Cession d'une participation majoritaire du capital : la Loi Hamon en partie retoquée
- Article publié le 20 juil. 2015
D'un côté, le Conseil Constitutionnel considère que l'obligation d'informer les salariés est conforme à la Constitution, mais de l'autre, il annule la sanction encourue, manifestement disproportionnée selon lui à la liberté d'entreprendre.
Depuis le 1er novembre 2014, la cession d'une participation majoritaire dans le capital d'une société, doit au préalable être signifiée à chacun des salariés de l'entreprise afin de leur permettre de faire une offre de rachat.
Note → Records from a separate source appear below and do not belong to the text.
use clap::Parser;
use std::net::SocketAddr;

/// Settings for the web server
///
/// Every flag can also be supplied through its `SWEEPER_*` environment
/// variable.
#[derive(Parser, Clone, Debug)]
#[command(name = "data-sweeper", version, about = "Convert CSV and Excel files in the browser")]
pub struct ServerConfig {
    /// Address to bind
    #[arg(long, env = "SWEEPER_HOST", default_value = "127.0.0.1")]
    pub host: String,

    /// Port to listen on
    #[arg(short, long, env = "SWEEPER_PORT", default_value_t = 3000)]
    pub port: u16,

    /// Largest accepted request body, in megabytes
    #[arg(long, env = "SWEEPER_MAX_UPLOAD_MB", default_value_t = 200)]
    pub max_upload_mb: usize,

    /// Rows returned in a preview
    #[arg(long, env = "SWEEPER_PREVIEW_ROWS", default_value_t = 5)]
    pub preview_rows: usize,
}

impl Default for ServerConfig {
    fn default() -> Self {
        Self {
            host: "127.0.0.1".to_string(),
            port: 3000,
            max_upload_mb: 200,
            preview_rows: 5,
        }
    }
}

impl ServerConfig {
    /// Socket address built from host and port
    pub fn addr(&self) -> Result<SocketAddr, std::net::AddrParseError> {
        format!("{}:{}", self.host, self.port).parse()
    }

    pub fn max_upload_bytes(&self) -> usize {
        self.max_upload_mb.saturating_mul(1024 * 1024)
    }
}

#[cfg(test)]
mod tests {
    use super::*;

    #[test]
    fn flags_override_defaults() {
        let config =
            ServerConfig::try_parse_from(["data-sweeper", "--port", "8080", "--preview-rows", "10"])
                .unwrap();
        assert_eq!(config.port, 8080);
        assert_eq!(config.preview_rows, 10);
        assert_eq!(config.max_upload_bytes(), 200 * 1024 * 1024);
    }

    #[test]
    fn addr_combines_host_and_port() {
        let config = ServerConfig::default();
        assert_eq!(config.addr().unwrap().to_string(), "127.0.0.1:3000");
    }
}
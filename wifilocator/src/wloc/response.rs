//! WLOC reply decoding.

use super::error::WlocError;
use super::proto::WlocMessage;
use crate::coord::GeoPoint;
use prost::Message;
use tracing::{debug, trace};

/// Length of the transport header that precedes the protobuf body.
pub const RESPONSE_HEADER_LEN: usize = 10;

/// Fixed-point scale of reply coordinates (degrees × 10^8).
pub const COORDINATE_SCALE: i64 = 100_000_000;

/// Latitude the service reports for access points it cannot place.
///
/// 180° is outside the valid latitude range, so it can never be a real fix.
pub const NOT_FOUND_LATITUDE: i64 = 180 * COORDINATE_SCALE;

/// Outcome of a well-formed WLOC reply.
#[derive(Debug, Clone, Copy, PartialEq)]
pub enum Reply {
    /// The service placed the access point
    Located(GeoPoint),
    /// The service has no location for the access point
    NotFound,
}

/// Decodes a raw WLOC reply.
///
/// Only the first location record is considered; any further records are
/// ignored. An empty record list, a record without a location, or the
/// sentinel latitude all mean [`Reply::NotFound`].
///
/// # Errors
///
/// Returns [`WlocError`] if the reply is shorter than the transport header
/// or its body is not a valid WLOC message.
pub fn decode(raw: &[u8]) -> Result<Reply, WlocError> {
    if raw.len() < RESPONSE_HEADER_LEN {
        return Err(WlocError::Truncated { len: raw.len() });
    }

    let message = WlocMessage::decode(&raw[RESPONSE_HEADER_LEN..])?;
    trace!(records = message.wifi_devices.len(), "WLOC reply decoded");

    let Some(record) = message.wifi_devices.first() else {
        return Ok(Reply::NotFound);
    };
    let Some(location) = record.location.as_ref() else {
        return Ok(Reply::NotFound);
    };

    let latitude = location.latitude.unwrap_or_default();
    let longitude = location.longitude.unwrap_or_default();
    if latitude == NOT_FOUND_LATITUDE {
        return Ok(Reply::NotFound);
    }

    debug!(
        bssid = %record.bssid,
        accuracy_m = ?location.horizontal_accuracy,
        "WLOC record located"
    );

    Ok(Reply::Located(GeoPoint::new(
        latitude as f64 / COORDINATE_SCALE as f64,
        longitude as f64 / COORDINATE_SCALE as f64,
    )))
}
//! wifilocator - Wi-Fi access point geolocation
//!
//! This library resolves a Wi-Fi access point's hardware address (BSSID) to
//! an approximate position using the WLOC protocol, and renders that
//! position on a map.
//!
//! # High-Level API
//!
//! For most use cases, the [`service`] module provides a simplified facade:
//!
//! ```ignore
//! use wifilocator::config::ConfigFile;
//! use wifilocator::service::WifiLocator;
//!
//! let locator = WifiLocator::new(ConfigFile::load()?)?;
//! let point = locator.resolve("aa:bb:cc:dd:ee:ff")?;
//! let map = locator.get_map(point.latitude, point.longitude, 15)?;
//! println!("{} rendered by {}", point, map.label());
//! ```

pub mod bssid;
pub mod config;
pub mod coord;
pub mod links;
pub mod logging;
pub mod mosaic;
pub mod provider;
pub mod resolver;
pub mod service;
pub mod wloc;

/// Version of the wifilocator library and CLI.
///
/// This is synchronized across all components in the workspace.
/// The version is defined in `Cargo.toml` and injected at compile time.
pub const VERSION: &str = env!("CARGO_PKG_VERSION");
//! INI serialization logic for converting `ConfigFile` → INI string.
//!
//! This module contains the `to_config_string()` function that produces
//! the commented INI representation written to `config.ini`.

use std::path::Path;

use super::settings::ConfigFile;

/// Convert a `ConfigFile` to a commented INI string for saving.
pub(super) fn to_config_string(config: &ConfigFile) -> String {
    let api_key = config.provider.api_key.as_deref().unwrap_or("");
    let hosts = config.tiles.hosts.join(", ");

    format!(
        r#"[provider]
; Try Google Static Maps first, falling back to OpenStreetMap tiles (default: true)
; Only used when api_key is set
use_single_image = {}
; Google Maps Platform API key
; Get one at: https://console.cloud.google.com (enable Maps Static API)
api_key = {}

[map]
; Default zoom level, 0-20 (default: 15)
zoom = {}
; Output image size as WIDTHxHEIGHT (default: 600x400)
size = {}x{}

[tiles]
; Comma-separated OpenStreetMap tile servers, used round-robin
; Bare host names are fetched over https://
hosts = {}

[network]
; Wi-Fi geolocation endpoint
geolocation_url = {}
; Timeouts in seconds
geolocation_timeout = {}
static_map_timeout = {}
tile_timeout = {}

[logging]
; Log file path (default: ~/.wifilocator/wifilocator.log)
file = {}
"#,
        config.provider.use_single_image,
        api_key,
        config.map.zoom,
        config.map.width,
        config.map.height,
        hosts,
        config.network.geolocation_url,
        config.network.geolocation_timeout,
        config.network.static_map_timeout,
        config.network.tile_timeout,
        path_to_string(&config.logging.file),
    )
}

/// Shortens paths under the home directory to `~/...`.
fn path_to_string(path: &Path) -> String {
    if let Some(home) = dirs::home_dir() {
        if let Ok(stripped) = path.strip_prefix(&home) {
            return format!("~/{}", stripped.display());
        }
    }
    path.display().to_string()
}

#[cfg(test)]
mod tests {
    use super::*;

    #[test]
    fn test_output_has_every_section() {
        let content = to_config_string(&ConfigFile::default());
        for section in ["[provider]", "[map]", "[tiles]", "[network]", "[logging]"] {
            assert!(content.contains(section), "missing {section}");
        }
        assert!(content.contains("size = 600x400"));
        assert!(content.contains("zoom = 15"));
        assert!(content.contains(
            "hosts = a.tile.openstreetmap.org, b.tile.openstreetmap.org, c.tile.openstreetmap.org"
        ));
    }

    #[test]
    fn test_home_paths_are_shortened() {
        if let Some(home) = dirs::home_dir() {
            assert_eq!(path_to_string(&home.join("a/b.log")), "~/a/b.log");
        }
        assert_eq!(
            path_to_string(Path::new("/definitely/elsewhere.log")),
            "/definitely/elsewhere.log"
        );
    }
}
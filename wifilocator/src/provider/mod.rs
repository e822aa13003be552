//! Map provider abstraction
//!
//! This module provides the HTTP transport used throughout the crate and the
//! map rendering strategies the selector falls back across:
//!
//! - [`StaticMapProvider`] - one pre-rendered image from Google Static Maps
//! - [`TileMosaicProvider`] - OpenStreetMap tiles stitched locally
//!
//! # Factory Pattern
//!
//! For building the configured chain, use the [`ProviderFactory`]:
//!
//! ```ignore
//! use wifilocator::config::ConfigFile;
//! use wifilocator::provider::{ProviderFactory, ReqwestClient};
//!
//! let factory = ProviderFactory::new(ReqwestClient::new()?);
//! let selector = factory.selector(&ConfigFile::load()?);
//! let map = selector.get_map(40.7128, -74.0060, 15)?;
//! println!("rendered by {}", map.label());
//! ```

mod factory;
mod http;
mod mosaic;
mod selector;
mod static_map;
mod types;

pub use factory::ProviderFactory;
pub use http::{HttpClient, HttpError, HttpResponse, ReqwestClient};
pub use mosaic::TileMosaicProvider;
pub use selector::MapSelector;
pub use static_map::{StaticMapProvider, DEFAULT_STATIC_MAP_TIMEOUT, STATIC_MAP_URL};
pub use types::{
    MapProvider, ProviderAttempt, ProviderError, ProviderKind, ProviderResult, RenderError,
};

#[cfg(test)]
pub use http::tests::{solid_png, MockHttpClient, RecordedRequest};
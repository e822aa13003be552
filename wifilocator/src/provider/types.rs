//! Provider types and traits

use crate::coord::GeoPoint;
use crate::mosaic::MosaicError;
use crate::provider::HttpError;
use image::RgbaImage;
use std::fmt;
use thiserror::Error;

/// Kind of map a provider produces.
#[derive(Debug, Clone, Copy, PartialEq, Eq, Hash)]
pub enum ProviderKind {
    /// One pre-rendered static map image
    SingleImage,
    /// Map assembled from slippy-map tiles
    TileMosaic,
}

impl ProviderKind {
    /// Stable label reported alongside rendered maps.
    pub fn label(&self) -> &'static str {
        match self {
            ProviderKind::SingleImage => "single-image",
            ProviderKind::TileMosaic => "tile-mosaic",
        }
    }
}

impl fmt::Display for ProviderKind {
    fn fmt(&self, f: &mut fmt::Formatter<'_>) -> fmt::Result {
        f.write_str(self.label())
    }
}

/// Recoverable failure of a single provider.
///
/// The selector logs these and moves on to the next provider.
#[derive(Debug, Clone, PartialEq, Error)]
pub enum ProviderError {
    /// Credential rejected (HTTP 403)
    #[error("access denied by map service (HTTP 403); enable the Maps Static API for this key")]
    Forbidden,

    /// Any other transport failure
    #[error("map request failed: {0}")]
    Http(#[from] HttpError),

    /// Service answered with an error document instead of an image
    #[error("map service returned an error payload ({content_type})")]
    ErrorPayload { content_type: String },

    /// Body could not be decoded as an image
    #[error("map image could not be decoded: {0}")]
    InvalidImage(String),

    /// Mosaic rendering failed
    #[error(transparent)]
    Mosaic(#[from] MosaicError),
}

/// A map rendering strategy.
///
/// Implementors produce a finished map image centered on a point, or a
/// soft failure that lets the caller try another strategy.
pub trait MapProvider: Send + Sync {
    /// Returns the provider's name for logging and identification.
    fn name(&self) -> &str;

    /// Returns the kind of map this provider produces.
    fn kind(&self) -> ProviderKind;

    /// Renders a map centered on `center` at `zoom`.
    fn try_render(&self, center: GeoPoint, zoom: u8) -> Result<RgbaImage, ProviderError>;
}

/// A rendered map and the kind of provider that produced it.
#[derive(Debug, Clone)]
pub struct ProviderResult {
    pub image: RgbaImage,
    pub provider: ProviderKind,
}

impl ProviderResult {
    /// Label of the producing provider (`"single-image"` or `"tile-mosaic"`).
    pub fn label(&self) -> &'static str {
        self.provider.label()
    }
}

/// One failed provider attempt.
#[derive(Debug, Clone, PartialEq)]
pub struct ProviderAttempt {
    pub provider: ProviderKind,
    pub error: ProviderError,
}

impl fmt::Display for ProviderAttempt {
    fn fmt(&self, f: &mut fmt::Formatter<'_>) -> fmt::Result {
        write!(f, "{}: {}", self.provider, self.error)
    }
}

/// No map could be produced.
#[derive(Debug, Clone, PartialEq, Error)]
pub enum RenderError {
    /// The chain is empty
    #[error("no map providers configured")]
    NoProviders,

    /// Zoom level outside the range every provider accepts
    #[error("zoom level {zoom} is out of range (0-{max})")]
    InvalidZoom { zoom: u8, max: u8 },

    /// The only provider tried failed
    #[error("{} map failed: {}", .0.provider, .0.error)]
    ProviderFailed(ProviderAttempt),

    /// Every provider in the fallback chain failed
    #[error("all map providers failed: {}", format_attempts(.attempts))]
    AllProvidersFailed { attempts: Vec<ProviderAttempt> },
}

fn format_attempts(attempts: &[ProviderAttempt]) -> String {
    attempts
        .iter()
        .map(ToString::to_string)
        .collect::<Vec<_>>()
        .join("; ")
}

#[cfg(test)]
mod tests {
    use super::*;

    #[test]
    fn test_kind_labels() {
        assert_eq!(ProviderKind::SingleImage.label(), "single-image");
        assert_eq!(ProviderKind::TileMosaic.to_string(), "tile-mosaic");
    }

    #[test]
    fn test_forbidden_message_has_hint() {
        let msg = ProviderError::Forbidden.to_string();
        assert!(msg.contains("403"));
        assert!(msg.contains("Maps Static API"));
    }

    #[test]
    fn test_http_error_converts() {
        let err: ProviderError = HttpError::Timeout {
            url: "u".to_string(),
        }
        .into();
        assert!(matches!(err, ProviderError::Http(HttpError::Timeout { .. })));
    }

    #[test]
    fn test_all_failed_lists_each_attempt() {
        let err = RenderError::AllProvidersFailed {
            attempts: vec![
                ProviderAttempt {
                    provider: ProviderKind::SingleImage,
                    error: ProviderError::Forbidden,
                },
                ProviderAttempt {
                    provider: ProviderKind::TileMosaic,
                    error: ProviderError::Mosaic(MosaicError::EmptyViewport {
                        width: 0,
                        height: 0,
                    }),
                },
            ],
        };
        let msg = err.to_string();
        assert!(msg.contains("single-image: access denied"));
        assert!(msg.contains("tile-mosaic: output size 0x0"));
    }

    #[test]
    fn test_single_failure_message() {
        let err = RenderError::ProviderFailed(ProviderAttempt {
            provider: ProviderKind::TileMosaic,
            error: ProviderError::InvalidImage("bad".to_string()),
        });
        assert_eq!(
            err.to_string(),
            "tile-mosaic map failed: map image could not be decoded: bad"
        );
    }
}
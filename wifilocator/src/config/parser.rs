//! INI parsing logic for converting `Ini` → `ConfigFile`.
//!
//! This module contains the `parse_ini()` function and its helpers.
//! It is the single place where INI key names are mapped to struct fields.

use ini::Ini;
use std::path::PathBuf;
use std::str::FromStr;

use super::defaults::{MAX_MAP_EDGE, MAX_ZOOM};
use super::file::ConfigFileError;
use super::settings::ConfigFile;

/// Parse an `Ini` object into a `ConfigFile`.
///
/// Starts from `ConfigFile::default()` and overlays any values found in the INI.
pub(super) fn parse_ini(ini: &Ini) -> Result<ConfigFile, ConfigFileError> {
    let mut config = ConfigFile::default();

    // [provider] section
    if let Some(section) = ini.section(Some("provider")) {
        if let Some(v) = section.get("use_single_image") {
            config.provider.use_single_image = parse_bool("provider", "use_single_image", v)?;
        }
        if let Some(v) = section.get("api_key") {
            let v = v.trim();
            config.provider.api_key = (!v.is_empty()).then(|| v.to_string());
        }
    }

    // [map] section
    if let Some(section) = ini.section(Some("map")) {
        if let Some(v) = section.get("zoom") {
            let zoom: u8 = parse_number("map", "zoom", v, "must be an integer from 0 to 20")?;
            if zoom > MAX_ZOOM {
                return Err(invalid("map", "zoom", v, "must be an integer from 0 to 20"));
            }
            config.map.zoom = zoom;
        }
        if let Some(v) = section.get("size") {
            let (width, height) = parse_dimensions(v).ok_or_else(|| {
                invalid(
                    "map",
                    "size",
                    v,
                    &format!("expected WIDTHxHEIGHT with each edge from 1 to {MAX_MAP_EDGE}"),
                )
            })?;
            config.map.width = width;
            config.map.height = height;
        }
    }

    // [tiles] section
    if let Some(section) = ini.section(Some("tiles")) {
        if let Some(v) = section.get("hosts") {
            let hosts: Vec<String> = v
                .split(',')
                .map(str::trim)
                .filter(|h| !h.is_empty())
                .map(str::to_string)
                .collect();
            if hosts.is_empty() {
                return Err(invalid(
                    "tiles",
                    "hosts",
                    v,
                    "must list at least one tile server",
                ));
            }
            config.tiles.hosts = hosts;
        }
    }

    // [network] section
    if let Some(section) = ini.section(Some("network")) {
        if let Some(v) = section.get("geolocation_url") {
            let v = v.trim();
            if !v.starts_with("http://") && !v.starts_with("https://") {
                return Err(invalid(
                    "network",
                    "geolocation_url",
                    v,
                    "must be an http:// or https:// URL",
                ));
            }
            config.network.geolocation_url = v.to_string();
        }
        if let Some(v) = section.get("geolocation_timeout") {
            config.network.geolocation_timeout = parse_timeout("geolocation_timeout", v)?;
        }
        if let Some(v) = section.get("static_map_timeout") {
            config.network.static_map_timeout = parse_timeout("static_map_timeout", v)?;
        }
        if let Some(v) = section.get("tile_timeout") {
            config.network.tile_timeout = parse_timeout("tile_timeout", v)?;
        }
    }

    // [logging] section
    if let Some(section) = ini.section(Some("logging")) {
        if let Some(v) = section.get("file") {
            let v = v.trim();
            if !v.is_empty() {
                config.logging.file = expand_tilde(v);
            }
        }
    }

    Ok(config)
}

fn invalid(section: &str, key: &str, value: &str, reason: &str) -> ConfigFileError {
    ConfigFileError::InvalidValue {
        section: section.to_string(),
        key: key.to_string(),
        value: value.to_string(),
        reason: reason.to_string(),
    }
}

fn parse_bool(section: &str, key: &str, value: &str) -> Result<bool, ConfigFileError> {
    match value.trim().to_lowercase().as_str() {
        "true" | "yes" | "1" | "on" => Ok(true),
        "false" | "no" | "0" | "off" => Ok(false),
        _ => Err(invalid(section, key, value, "must be 'true' or 'false'")),
    }
}

fn parse_number<T: FromStr>(
    section: &str,
    key: &str,
    value: &str,
    reason: &str,
) -> Result<T, ConfigFileError> {
    value
        .trim()
        .parse()
        .map_err(|_| invalid(section, key, value, reason))
}

fn parse_timeout(key: &str, value: &str) -> Result<u64, ConfigFileError> {
    const REASON: &str = "must be a positive integer (seconds)";
    let secs: u64 = parse_number("network", key, value, REASON)?;
    if secs == 0 {
        return Err(invalid("network", key, value, REASON));
    }
    Ok(secs)
}

/// Parses `WIDTHxHEIGHT`, e.g. `600x400`.
pub(super) fn parse_dimensions(value: &str) -> Option<(u32, u32)> {
    let (w, h) = value.trim().to_lowercase().split_once('x').map(|(w, h)| {
        (w.trim().parse::<u32>(), h.trim().parse::<u32>())
    })?;
    let (w, h) = (w.ok()?, h.ok()?);
    let edge = 1..=MAX_MAP_EDGE;
    (edge.contains(&w) && edge.contains(&h)).then_some((w, h))
}

/// Expand `~/` at the start of a path to the user's home directory.
pub(super) fn expand_tilde(path: &str) -> PathBuf {
    if let Some(stripped) = path.strip_prefix("~/") {
        if let Some(home) = dirs::home_dir() {
            return home.join(stripped);
        }
    }
    PathBuf::from(path)
}
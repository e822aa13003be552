//! BSSID type definitions

use std::fmt;
use thiserror::Error;

/// Human-readable description of the accepted BSSID format.
pub const EXPECTED_FORMAT: &str = "XX:XX:XX:XX:XX:XX";

/// A validated 48-bit access point hardware address.
///
/// Always rendered in canonical form: lower-case hex pairs joined by colons.
#[derive(Debug, Clone, Copy, PartialEq, Eq, Hash)]
pub struct HardwareAddress([u8; 6]);

impl HardwareAddress {
    /// Creates an address from raw octets.
    pub fn new(octets: [u8; 6]) -> Self {
        Self(octets)
    }

    /// Returns the six octets of the address.
    pub fn octets(&self) -> &[u8; 6] {
        &self.0
    }
}

impl fmt::Display for HardwareAddress {
    fn fmt(&self, f: &mut fmt::Formatter<'_>) -> fmt::Result {
        let [a, b, c, d, e, g] = self.0;
        write!(
            f,
            "{:02x}:{:02x}:{:02x}:{:02x}:{:02x}:{:02x}",
            a, b, c, d, e, g
        )
    }
}

/// Errors from BSSID validation.
#[derive(Debug, Clone, PartialEq, Eq, Error)]
pub enum BssidError {
    /// Input does not match the canonical BSSID pattern
    #[error("Invalid BSSID format '{input}'. Use {expected}")]
    InvalidFormat {
        input: String,
        expected: &'static str,
    },
}

#[cfg(test)]
mod tests {
    use super::*;

    #[test]
    fn test_display_is_canonical() {
        let address = HardwareAddress::new([0x00, 0x1A, 0x2b, 0xFF, 0x09, 0x10]);
        assert_eq!(address.to_string(), "00:1a:2b:ff:09:10");
        assert_eq!(address.to_string().len(), 17);
    }
}
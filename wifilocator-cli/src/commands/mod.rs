//! CLI command implementations.
//!
//! Each subcommand has its own module with argument definitions and handlers.
//!
//! # Command Modules
//!
//! - [`config`] - Configuration management (init, show, path)
//! - [`locate`] - Resolve a BSSID and print its coordinates
//! - [`map`] - Resolve a BSSID and save a rendered map

pub mod config;
pub mod locate;
pub mod map;
//! WLOC protocol codec.
//!
//! WLOC is the binary request/response format spoken by Apple's Wi-Fi
//! geolocation service. A request is a fixed preamble followed by a
//! length-prefixed protobuf sub-record naming the queried BSSID; a reply is a
//! 10-byte transport header followed by a protobuf message listing zero or
//! more located access points.
//!
//! # Request layout
//!
//! ```text
//! offset  bytes                          field
//! 0       00 01                          protocol version (u16 BE)
//! 2       00 05 "en_US"                  locale (u16 BE length + ASCII)
//! 9       00 13 "com.apple.locationd"    client identifier
//! 30      00 0a "8.1.12B411"             client version
//! 42      00 00 00 01 00 00 00           empty field, request code 1, padding
//! 49      19                             sub-record length (25)
//! 50      12 13                          field 2 (wifi device), length 19
//! 52      0a 11                          field 1 (bssid), length 17
//! 54      "aa:bb:cc:dd:ee:ff"            canonical BSSID text
//! 71      18 00                          field 3 = 0
//! 73      20 01                          field 4 = 1 (single result)
//! ```
//!
//! Coordinates in replies are fixed-point integers scaled by 10^8.

mod error;
pub(crate) mod proto;
mod request;
mod response;

pub use error::WlocError;
pub use request::{encode, encode_with, FramePreamble, RequestFrame};
pub use response::{decode, Reply, COORDINATE_SCALE, NOT_FOUND_LATITUDE, RESPONSE_HEADER_LEN};
//! Logging infrastructure for wifilocator.
//!
//! Provides structured logging with file output and console output:
//! - Writes to the configured log file (cleared on session start)
//! - Also prints to stderr, keeping stdout free for command output
//! - Configurable via RUST_LOG environment variable

use crate::config::DEFAULT_LOG_FILE;
use std::fs;
use std::io;
use std::path::Path;
use tracing_appender::non_blocking::WorkerGuard;
use tracing_subscriber::layer::SubscriberExt;
use tracing_subscriber::util::SubscriberInitExt;
use tracing_subscriber::EnvFilter;

/// Guard that must be kept alive for the duration of logging.
///
/// Dropping this guard will flush and close the log file writer.
pub struct LoggingGuard {
    _file_guard: WorkerGuard,
}

/// Initialize logging system.
///
/// Creates the log directory if needed, clears the previous log file,
/// and sets up dual output to both file and stderr.
///
/// # Arguments
///
/// * `log_dir` - Directory for log files (e.g., "~/.wifilocator")
/// * `log_file` - Log filename (e.g., "wifilocator.log")
/// * `default_level` - Filter used when RUST_LOG is not set (e.g., "info")
///
/// # Returns
///
/// LoggingGuard that must be kept alive for logging to work
///
/// # Errors
///
/// Returns error if log directory cannot be created or log file cannot be cleared
pub fn init_logging(
    log_dir: &Path,
    log_file: &str,
    default_level: &str,
) -> Result<LoggingGuard, io::Error> {
    prepare_log_file(log_dir, log_file)?;

    // Create file appender with non-blocking writer
    let file_appender = tracing_appender::rolling::never(log_dir, log_file);
    let (non_blocking_file, file_guard) = tracing_appender::non_blocking(file_appender);

    let file_layer = tracing_subscriber::fmt::layer()
        .with_writer(non_blocking_file)
        .with_ansi(false); // No ANSI colors in file

    let stderr_layer = tracing_subscriber::fmt::layer()
        .with_writer(io::stderr)
        .with_target(false)
        .compact();

    let env_filter =
        EnvFilter::try_from_default_env().unwrap_or_else(|_| EnvFilter::new(default_level));

    // An embedding application may already own the global subscriber
    if let Err(e) = tracing_subscriber::registry()
        .with(env_filter)
        .with(file_layer)
        .with(stderr_layer)
        .try_init()
    {
        tracing::debug!(error = %e, "Global subscriber already installed, keeping it");
    }

    Ok(LoggingGuard {
        _file_guard: file_guard,
    })
}

/// Creates `log_dir` and truncates `log_file` inside it.
fn prepare_log_file(log_dir: &Path, log_file: &str) -> io::Result<()> {
    fs::create_dir_all(log_dir)?;
    fs::write(log_dir.join(log_file), "")
}

/// Splits a log file path into directory and file name.
///
/// A bare file name logs into the current directory.
pub fn split_log_path(path: &Path) -> (&Path, &str) {
    let dir = match path.parent() {
        Some(parent) if !parent.as_os_str().is_empty() => parent,
        _ => Path::new("."),
    };
    let file = path
        .file_name()
        .and_then(|name| name.to_str())
        .unwrap_or(DEFAULT_LOG_FILE);
    (dir, file)
}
Nota : cette obligation d'information n'est toutefois pas applicable en cas de succession, de liquidation du régime matrimonial ou de cession du fonds ou des parts sociales à un conjoint, à un ascendant ou à un descendant.
En outre, à défaut de respecter cette obligation, tout salarié peut demander l'annulation de la cession intervenue, et cette action se prescrit par deux mois à compter de la date de publication de la cession de la participation ou de la date à laquelle tous les salariés en ont été informés.
Saisi par le Conseil d'État d'une question prioritaire de constitutionnalité à ce sujet, le Conseil Constitutionnel vient de faire connaître sa décision...
L'obligation d'informer les salariés est conforme à la Constitution...
Selon la société requérante, et c'est sans doute l'opinion de bon nombre de chefs d'entreprises également, l'obligation d'informer chaque salarié préalablement à la cession d'une participation majoritaire dans une société de moins de 250 salariés, porte une atteinte excessive à la liberté d'entreprendre et au droit de propriété du cédant, protégés l'un comme l'autre par la Déclaration des droits de l'homme et du citoyen de 1789.
Mais le Conseil constitutionnel rappelle toutefois qu'en imposant une telle obligation, le législateur a entendu encourager, de façon générale et par tout moyen, la reprise des entreprises et leur poursuite d'activité et que, ce faisant, il a poursuivi un objectif d'intérêt général.
En outre, il constate que, selon la loi, l'information des salariés doit intervenir au plus tard deux mois avant la cession, et que, d'autre part, les salariés sont soumis à une obligation de discrétion s'agissant des informations reçues.
Il s'ensuit selon lui que l'atteinte à la liberté d'entreprendre qui résulte de l'obligation d'informer les salariés n'est pas manifestement disproportionnée au regard de l'objectif poursuivi par la loi.
Par ailleurs, il considère que l'obligation d'information n'interdit pas au propriétaire de céder librement sa participation dans la société à l'acquéreur de son choix et aux conditions qu'il estime les plus conformes à ses intérêts.
Par suite, les dispositions contestées ne portent aucune atteinte au droit de propriété du cédant.
En conséquence, l'obligation d'informer les salariés n'est contraire à aucun droit ou liberté que la Constitution garantit.
Mais pas la sanction...
Outre les griefs ci-dessus, la société requérante faisait également valoir qu'en prévoyant que la méconnaissance de l'obligation d'information des salariés pouvait, à la demande de tout salarié, entraîner l'annulation de la cession et en ne prévoyant pas une prescription effective de cette action en nullité, la loi méconnaissait les principes de proportionnalité et de personnalité des peines prévus par la Constitution.
Or cette fois-ci, les Sages approuvent totalement !
Selon eux en effet, non seulement cette possibilité d'annulation, mais aussi le fait :
- qu'elle peut être demandée par un seul salarié, y compris si celui-ci a été personnellement informé du projet de cession ;
- qu'à défaut de publication de la cession cette action en nullité ne commence à courir qu'à compter de la date à laquelle tous les salariés ont été informés de cette cession ;
- que la loi ne détermine pas les critères en vertu desquels le juge peut prononcer cette annulation ;
- que l'obligation d'information a uniquement pour objet de garantir aux salariés le droit de présenter une offre de reprise sans que celle-ci s'impose au cédant ;
Tous ces éléments font donc que cette action en nullité porte "une atteinte manifestement disproportionnée à la liberté d'entreprendre" et elle doit donc être déclarée contraire à la Constitution.
Entrée en vigueur immédiate
Cette décision du Conseil constitutionnel est immédiatement applicable.
Il en résulte que la sanction de nullité ne peut plus s'appliquer aux affaires en cours à la date de sa publication (17 juillet 2015), ni a fortiori aux nouveaux cas.
Il n'y a donc plus aucune sanction spécifique aujourd'hui liée à la non-information des salariés en cas de cession d'une participation majoritaire du capital.
Mais attention, selon un décret à paraître (probablement en octobre prochain) une nouvelle sanction devrait être instituée, et celle-ci devrait prendre la forme d'une amende pouvant atteindre jusqu'à 2 % du prix de vente des parts.